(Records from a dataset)
# # # # # # #

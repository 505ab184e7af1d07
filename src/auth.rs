use crate::config::AppConfig;
use crate::database::{users, Db};
use jsonwebtoken::{DecodingKey, EncodingKey, Header, Validation};
use rocket::http::Status;
use rocket::request::{FromRequest, Outcome, Request};
use rocket::State;
use serde::{Deserialize, Serialize};

const TOKEN_PREFIX: &str = "Token ";

/// Claims carried by the bearer token. Resolved by the `Auth` request
/// guard; routes with optional authentication take `Option<Auth>`, where
/// any verification failure degrades to `None` instead of a 401.
#[derive(Debug, Clone, PartialEq, Eq, Serialize, Deserialize)]
pub struct Auth {
    /// Expiry, as seconds since the epoch.
    pub exp: i64,
    pub id: i32,
    pub username: String,
    pub email: String,
}

impl Auth {
    pub fn token(&self, secret: &[u8]) -> String {
        jsonwebtoken::encode(&Header::default(), self, &EncodingKey::from_secret(secret))
            .expect("jwt encoding")
    }
}

/// Signature, expiry and shape failures all collapse to `None`; callers
/// never learn which check rejected the token.
pub fn decode_token(token: &str, secret: &[u8]) -> Option<Auth> {
    jsonwebtoken::decode(token, &DecodingKey::from_secret(secret), &Validation::default())
        .map_err(|err| {
            log::debug!("token decode failed: {}", err);
        })
        .map(|data| data.claims)
        .ok()
}

fn extract_token(header: &str) -> Option<&str> {
    header.strip_prefix(TOKEN_PREFIX)
}

#[rocket::async_trait]
impl<'r> FromRequest<'r> for Auth {
    type Error = ();

    async fn from_request(request: &'r Request<'_>) -> Outcome<Auth, Self::Error> {
        let config = match request.guard::<&State<AppConfig>>().await {
            Outcome::Success(config) => config,
            _ => return Outcome::Error((Status::InternalServerError, ())),
        };

        let auth = request
            .headers()
            .get_one("Authorization")
            .and_then(extract_token)
            .and_then(|token| decode_token(token, &config.secret));
        let auth = match auth {
            Some(auth) => auth,
            None => return Outcome::Error((Status::Unauthorized, ())),
        };

        // A token can outlive its account; a claim naming a user that no
        // longer exists does not authenticate.
        let db = match request.guard::<Db>().await {
            Outcome::Success(db) => db,
            _ => return Outcome::Error((Status::InternalServerError, ())),
        };
        let id = auth.id;
        match db.run(move |conn| users::find(conn, id)).await {
            Ok(Some(_)) => Outcome::Success(auth),
            Ok(None) => Outcome::Error((Status::Unauthorized, ())),
            Err(err) => {
                log::error!("auth lookup failed: {}", err);
                Outcome::Error((Status::InternalServerError, ()))
            }
        }
    }
}
//! Error types for the RPC cache
//!
//! Provides unified error handling using thiserror.

use thiserror::Error;

use crate::rpc::{Code, Status};

// == Cache Error Enum ==
/// Unified error type for cached calls.
#[derive(Error, Debug)]
pub enum CacheError {
    /// A request or result could not be encoded or decoded
    #[error("Serialization failed: {0}")]
    Serialization(#[from] serde_json::Error),

    /// Cache-control metadata was present but malformed
    #[error("Malformed cache-control directive: {0}")]
    Protocol(String),

    /// A handler set cache control more than once for the same call
    #[error("Cache control already set for this call")]
    DirectiveAlreadySet,

    /// The underlying call failed
    #[error(transparent)]
    Transport(#[from] Status),
}

// == Status Conversion ==
impl From<CacheError> for Status {
    fn from(err: CacheError) -> Self {
        match err {
            CacheError::Transport(status) => status,
            CacheError::Serialization(e) => Status::internal(e.to_string()),
            CacheError::Protocol(msg) => {
                Status::new(Code::Internal, format!("cache-control: {}", msg))
            }
            e @ CacheError::DirectiveAlreadySet => Status::failed_precondition(e.to_string()),
        }
    }
}

// == Result Type Alias ==
/// Convenience Result type for the RPC cache.
pub type Result<T> = std::result::Result<T, CacheError>;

# # # # # # #

Go through the data and show every line where "Some" occurs.

            Some(auth) => auth,
            Ok(Some(_)) => Outcome::Success(auth),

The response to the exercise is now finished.